Required action: Show all lines below holding the string "integer".

Input material:

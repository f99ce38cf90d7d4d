//! Expression module for representing table functions.
//!
//! This module defines the expression tree every resolved function is lowered into,
//! regardless of whether it came from a native closure or a foreign source file:
//!
//! - `Expr`: an enum representing the supported arithmetic operations
//! - `VarRef`: a positional reference into the input tuple
//!
//! The tree can be:
//! - Evaluated with full error checking (`eval`)
//! - Simplified by folding constant subtrees that cannot fail
//! - JIT compiled into machine code using Cranelift (`codegen`)
//!
//! # Evaluation semantics
//! Division by zero, `ln` of a non-positive number, `sqrt` of a negative number, a
//! negative base raised to a non-integer power and zero raised to a negative power
//! are errors. Every other operation follows IEEE-754, so overflow yields an
//! infinity and `inf - inf` yields NaN.
//!
//! The compiled code cannot raise errors. Instead each partial operation ORs a
//! conservative guard into a fault flag; when the flag is set the caller re-runs the
//! checked evaluation. Both paths perform the same floating point operations in the
//! same order, so their values agree bit for bit.

use cranelift::prelude::*;
use cranelift_codegen::ir::immediates::Offset32;
use cranelift_module::Module;

use crate::errors::{BuilderError, EvalError};
use crate::libcall::{self, LibCall, LinkedCalls};

/// Represents a positional reference into the input tuple.
#[derive(Debug, Clone, PartialEq)]
pub struct VarRef {
    pub name: String,
    pub index: u32,
}

/// An expression tree node representing a supported operation.
#[derive(Debug, Clone, PartialEq)]
pub enum Expr {
    /// A constant floating point value
    Const(f64),
    /// A reference to one of the inputs
    Var(VarRef),
    /// Addition of two expressions
    Add(Box<Expr>, Box<Expr>),
    /// Subtraction of two expressions
    Sub(Box<Expr>, Box<Expr>),
    /// Multiplication of two expressions
    Mul(Box<Expr>, Box<Expr>),
    /// Division of two expressions
    Div(Box<Expr>, Box<Expr>),
    /// Negation of an expression
    Neg(Box<Expr>),
    /// Absolute value of an expression
    Abs(Box<Expr>),
    /// Exponentiation of an expression by an integer constant
    Pow(Box<Expr>, i64),
    /// Exponentiation of an expression by a non-integer constant
    PowFloat(Box<Expr>, f64),
    /// Exponentiation of an expression by another expression
    PowExpr(Box<Expr>, Box<Expr>),
    /// Exponential function of an expression
    Exp(Box<Expr>),
    /// Natural logarithm of an expression
    Ln(Box<Expr>),
    /// Square root of an expression
    Sqrt(Box<Expr>),
    /// Sine of an expression (argument in radians)
    Sin(Box<Expr>),
    /// Cosine of an expression (argument in radians)
    Cos(Box<Expr>),
    /// Rounding to the nearest integer, ties to even
    Round(Box<Expr>),
    /// Largest integer not greater than the expression
    Floor(Box<Expr>),
    /// Smallest integer not less than the expression
    Ceil(Box<Expr>),
    /// Minimum of two expressions (NaN if either is NaN)
    Min(Box<Expr>, Box<Expr>),
    /// Maximum of two expressions (NaN if either is NaN)
    Max(Box<Expr>, Box<Expr>),
}

/// State threaded through code generation.
pub(crate) struct CodegenContext {
    /// Pointer to the first input value
    pub input_ptr: Value,
    /// Accumulated fault flag (I8, non-zero once any guard fired)
    pub fault: Value,
    pub calls: LinkedCalls,
}

impl CodegenContext {
    fn raise_if(&mut self, builder: &mut FunctionBuilder, condition: Value) {
        self.fault = builder.ins().bor(self.fault, condition);
    }
}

Output below:
//! negative base raised to a non-integer power and zero raised to a negative power
    /// Exponentiation of an expression by an integer constant
    /// Exponentiation of an expression by a non-integer constant
    /// Rounding to the nearest integer, ties to even
    /// Largest integer not greater than the expression
    /// Smallest integer not less than the expression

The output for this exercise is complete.